HUMAN RIGHTS LAW AND HUMANITARIAN LAW: BETWEEN COMPLEMENTARITY AND CONTRADICTION
International human rights law and international humanitarian law are two specialized areas of the public international law, which exist as distinct legal branches. These legal branches have a different origin and legal basis, but a common humanist ideal, and consequently areas of overlap in practice. Both legal regimes share the responsibility to protect human beings’ rights; Humanitarian law in time of armed conflict, human rights law in peacetime and in wartime as well. Because of this, in practice there is sometimes concurrent application of the legal norms of international human rights law and international humanitarian law. At the same time, there are also differences between these two legal regimes that arise from the different circumstances which are relevant in a state of peace and in state of war. Hence, regarding this relationship, many relevant questions arise: Whether these legal branches are mutually exclusive? Under what circumstances does humanitarian law apply, and how does this differ from the applicability of human rights law? Which are the areas of overlap? What are the practical consequences of the legal issues resulting from parallel application of the two legal frameworks?

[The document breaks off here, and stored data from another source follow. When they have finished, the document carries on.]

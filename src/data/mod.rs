//! The object runtime: one arena, its roots, and the operations that allocate.
//!
//! All objects live in a single fixed-size byte arena (see `arena`).
//! Anything that must survive an allocating call is held through a [`Ptr`],
//! which is registered with the runtime and patched by the collector.
//! Raw positions ([`Offset`]) are only valid until the next allocation.
//!
//! The runtime is used through `&self`: the arena and the registry sit in
//! `RefCell`s, so a `Ptr` can be created, cloned and dropped while other
//! pointers into the same runtime are alive.

mod arena;
mod bitset;
mod gc;
mod globals;
pub mod leb128;
pub mod objects;
mod roots;
mod tag;

#[cfg(feature = "render")]
mod graphviz;

use std::cell::{Cell, RefCell};
use std::sync::atomic::{AtomicBool, Ordering};
use std::sync::Arc;

use crate::eval::Error;
use crate::Config;
use arena::{Arena, STACK_SLOT};
use objects::Construct;
use roots::Registry;

pub use gc::Collection;
#[cfg(feature = "render")]
pub use graphviz::render_arena;
pub use roots::Ptr;
pub use tag::Tag;

/// A raw position in the arena.
#[derive(Debug, Clone, Copy, PartialEq, Eq, PartialOrd, Ord, Hash)]
pub struct Offset(pub(crate) u32);

impl Offset {
    pub fn get(self) -> usize {
        self.0 as usize
    }
}

impl core::fmt::Display for Offset {
    fn fmt(&self, f: &mut core::fmt::Formatter<'_>) -> core::fmt::Result {
        write!(f, "@{}", self.0)
    }
}

/// A cooperative cancellation flag.
///
/// Clones share the flag, so a host can keep one and raise it from another
/// thread (e.g. a signal handler) while the runtime runs a long loop.
#[derive(Debug, Clone, Default)]
pub struct Interrupt(Arc<AtomicBool>);

impl Interrupt {
    pub fn raise(&self) {
        self.0.store(true, Ordering::Relaxed);
    }

    pub fn clear(&self) {
        self.0.store(false, Ordering::Relaxed);
    }

    pub fn is_raised(&self) -> bool {
        self.0.load(Ordering::Relaxed)
    }

    /// Err(Interrupted) if the flag is raised. The flag is left set.
    pub fn check(&self) -> Result<(), Error> {
        if self.is_raised() {
            Err(Error::Interrupted)
        } else {
            Ok(())
        }
    }
}

#[derive(Default, Debug, Copy, Clone, PartialEq, Eq)]
pub struct MemoryStats {
    /// Bytes in the permanent region.
    pub globals: usize,
    /// Bytes in the temporaries region.
    pub temporaries: usize,
    /// Bytes in the scratchpad.
    pub scratch: usize,
    /// Stack depth, in entries.
    pub stack: usize,
    /// Bytes between the scratchpad and the stack.
    pub free: usize,
    pub collections: usize,
    /// Live safe pointers.
    pub roots: usize,
}

impl MemoryStats {
    fn max(self, other: MemoryStats) -> MemoryStats {
        MemoryStats {
            globals: self.globals.max(other.globals),
            temporaries: self.temporaries.max(other.temporaries),
            scratch: self.scratch.max(other.scratch),
            stack: self.stack.max(other.stack),
            free: self.free.max(other.free),
            collections: self.collections.max(other.collections),
            roots: self.roots.max(other.roots),
        }
    }
}

/// Deepest nesting of evaluation, parsing, and rendering.
const MAX_NESTING: usize = 256;

pub struct Runtime {
    arena: RefCell<Arena>,
    roots: RefCell<Registry>,
    interrupt: Interrupt,
    nesting: Cell<usize>,
    high_water: Cell<MemoryStats>,
}

/// Held while one level of nesting is active; see [`Runtime::nest`].
pub struct Nesting<'rt>(&'rt Runtime);

impl Drop for Nesting<'_> {
    fn drop(&mut self) {
        self.0.nesting.set(self.0.nesting.get() - 1);
    }
}

impl Runtime {
    pub fn new(config: &Config) -> Self {
        Runtime {
            arena: RefCell::new(Arena::new(config.memory)),
            roots: Default::default(),
            interrupt: Default::default(),
            nesting: Cell::new(0),
            high_water: Default::default(),
        }
    }

    pub fn interrupt(&self) -> &Interrupt {
        &self.interrupt
    }

    /// Enter one more level of recursion, failing if it goes too deep.
    pub fn nest(&self) -> Result<Nesting<'_>, Error> {
        let depth = self.nesting.get();
        if depth >= MAX_NESTING {
            return Err(Error::RecursionLimit);
        }
        self.nesting.set(depth + 1);
        Ok(Nesting(self))
    }

    pub fn stats(&self) -> MemoryStats {
        let arena = self.arena.borrow();
        let stats = MemoryStats {
            globals: arena.globals,
            temporaries: arena.temporaries - arena.globals,
            scratch: arena.scratch_len(),
            stack: arena.depth(),
            free: arena.free(),
            collections: arena.collections,
            roots: self.roots.borrow().len(),
        };
        self.high_water.set(self.high_water.get().max(stats));
        stats
    }

    /// High-water marks of every statistic seen so far.
    /// `free` is the most free space seen.
    pub fn max_stats(&self) -> MemoryStats {
        self.stats();
        MemoryStats {
            roots: self.high_water.get().roots.max(self.roots.borrow().high_water()),
            ..self.high_water.get()
        }
    }

    pub fn capacity(&self) -> usize {
        self.arena.borrow().capacity()
    }

    /// Run a collection now.
    pub fn collect(&self) -> Collection {
        self.stats();
        let mut arena = self.arena.borrow_mut();
        let mut roots = self.roots.borrow_mut();
        let before = arena.temporaries;
        let collection = gc::collect(&mut arena, &mut roots);
        tracing::debug!(
            before,
            after = arena.temporaries,
            reclaimed = collection.reclaimed,
            live = collection.live,
            moved = collection.moved,
            roots = collection.roots,
            "collected temporaries"
        );
        collection
    }

    /// Make sure `n` bytes are free, collecting if they are not.
    fn reserve(&self, n: usize) -> Result<(), Error> {
        if self.arena.borrow().free() >= n {
            return Ok(());
        }
        self.collect();
        let free = self.arena.borrow().free();
        if free >= n {
            Ok(())
        } else {
            tracing::warn!(requested = n, free, "out of memory after collection");
            Err(Error::OutOfMemory { requested: n })
        }
    }

    /// Reserve `n` bytes at the end of the temporaries.
    ///
    /// May collect. The returned offset is not tracked: it is only valid
    /// until the next allocation. On failure nothing is written.
    pub fn allocate(&self, n: usize) -> Result<Offset, Error> {
        self.reserve(n)?;
        match self.arena.borrow_mut().bump(n) {
            Some(at) => {
                tracing::trace!(at, n, "allocated");
                Ok(Offset(at as u32))
            }
            None => unreachable!("reserved space vanished"),
        }
    }

    /// Release the last `n` bytes allocated. Only valid LIFO, and only when
    /// nothing refers to those bytes any more.
    pub fn free(&self, n: usize) {
        tracing::trace!(n, "freed");
        self.arena.borrow_mut().release(n)
    }

    /// Construct an object in the temporaries.
    pub fn make(&self, ctor: &impl Construct) -> Result<Ptr<'_>, Error> {
        let n = ctor.required_memory();
        let at = self.allocate(n)?.get();
        ctor.write(&mut self.arena.borrow_mut().memory[at..at + n]);
        Ok(Ptr::new(self, at))
    }

    /// Turn the scratchpad bytes above `mark` into the payload of a new
    /// length-prefixed object, then release them.
    pub fn make_from_scratch(&self, tag: Tag, mark: usize) -> Result<Ptr<'_>, Error> {
        let length = self.arena.borrow().scratch_len() - mark;
        let header = tag.encoded_len() + leb128::encoded_len(length as u64);
        // Allocating moves the scratchpad up, but marks are relative to it.
        let at = match self.allocate(header + length) {
            Ok(at) => at.get(),
            Err(e) => {
                self.scratch_release(mark);
                return Err(e);
            }
        };
        let mut arena = self.arena.borrow_mut();
        let from = arena.temporaries + mark;
        arena
            .memory
            .copy_within(from..from + length, at + header);
        let n = leb128::write(tag.value(), &mut arena.memory[at..]);
        leb128::write(length as u64, &mut arena.memory[at + n..]);
        arena.scratch_truncate(mark);
        drop(arena);
        Ok(Ptr::new(self, at))
    }

    /// The current end of the scratchpad, to return to later.
    pub fn scratch_mark(&self) -> usize {
        self.arena.borrow().scratch_len()
    }

    /// Drop everything written to the scratchpad since `mark`.
    pub fn scratch_release(&self, mark: usize) {
        self.arena.borrow_mut().scratch_truncate(mark)
    }

    /// A copy of the scratchpad bytes since `mark`.
    pub fn scratch_bytes(&self, mark: usize) -> Vec<u8> {
        self.arena.borrow().scratch_from(mark).to_vec()
    }

    /// Append bytes to the scratchpad. May collect.
    pub fn scratch_append(&self, bytes: &[u8]) -> Result<(), Error> {
        self.reserve(bytes.len())?;
        let mut arena = self.arena.borrow_mut();
        match arena.scratch_grow(bytes.len()) {
            Some(at) => arena.memory[at..at + bytes.len()].copy_from_slice(bytes),
            None => unreachable!("reserved space vanished"),
        }
        tracing::trace!(len = bytes.len(), "scratchpad append");
        Ok(())
    }

    /// Append a copy of an object to the scratchpad. May collect.
    pub fn scratch_append_object(&self, object: &Ptr) -> Result<(), Error> {
        let size = object.size();
        self.reserve(size)?;
        // Only read the position after any collection.
        let from = object.position();
        let mut arena = self.arena.borrow_mut();
        match arena.scratch_grow(size) {
            Some(at) => arena.memory.copy_within(from..from + size, at),
            None => unreachable!("reserved space vanished"),
        }
        Ok(())
    }

    /// Number of objects on the stack.
    pub fn depth(&self) -> usize {
        self.arena.borrow().depth()
    }

    /// Fail with TooFewArguments unless the stack holds at least `n` objects.
    pub fn args(&self, n: usize) -> Result<(), Error> {
        let depth = self.depth();
        if depth < n {
            Err(Error::TooFewArguments { needed: n, depth })
        } else {
            Ok(())
        }
    }

    pub fn push(&self, object: &Ptr) -> Result<(), Error> {
        self.reserve(STACK_SLOT)?;
        let at = object.position();
        if !self.arena.borrow_mut().push_slot(at) {
            unreachable!("reserved space vanished");
        }
        Ok(())
    }

    pub fn pop(&self) -> Result<Ptr<'_>, Error> {
        let top = self.peek(0)?;
        self.arena.borrow_mut().drop_slots(1);
        Ok(top)
    }

    /// The object at `level`, where 0 is the top of the stack.
    pub fn peek(&self, level: usize) -> Result<Ptr<'_>, Error> {
        self.args(level + 1)?;
        let at = self.arena.borrow().slot(level);
        Ok(Ptr::new(self, at))
    }

    /// Replace the object at `level`.
    pub fn set(&self, level: usize, object: &Ptr) -> Result<(), Error> {
        self.args(level + 1)?;
        let at = object.position();
        self.arena.borrow_mut().set_slot(level, at);
        Ok(())
    }

    /// Remove `n` objects from the top of the stack.
    pub fn discard(&self, n: usize) -> Result<(), Error> {
        self.args(n)?;
        self.arena.borrow_mut().drop_slots(n);
        Ok(())
    }

    pub fn clear(&self) {
        let mut arena = self.arena.borrow_mut();
        let depth = arena.depth();
        arena.drop_slots(depth);
    }

    pub fn swap(&self) -> Result<(), Error> {
        self.roll(2)
    }

    /// Move the object at `level` n-1 to the top, shifting the ones above it down.
    pub fn roll(&self, n: usize) -> Result<(), Error> {
        if n == 0 {
            return Ok(());
        }
        self.args(n)?;
        let mut arena = self.arena.borrow_mut();
        let moved = arena.slot(n - 1);
        for level in (1..n).rev() {
            let above = arena.slot(level - 1);
            arena.set_slot(level, above);
        }
        arena.set_slot(0, moved);
        Ok(())
    }
}

impl Default for Runtime {
    fn default() -> Self {
        Runtime::new(&Config::default())
    }
}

This paper is not intended to resolve all these questions, but to make contributions in the ongoing debate by presenting similarities between human rights law and humanitarian law, areas of overlap, and situations of concurrent application. We will also underline the differences which exist in this relationship, especially the differences in the scope of protection guaranteed within the legal norms, the responsibility for breaking the norms, as well as permitted derogations in implementation of the norms. One part of the paper applies the principle lex specialis in cases where one of the legal branches is more specific in a concrete situation.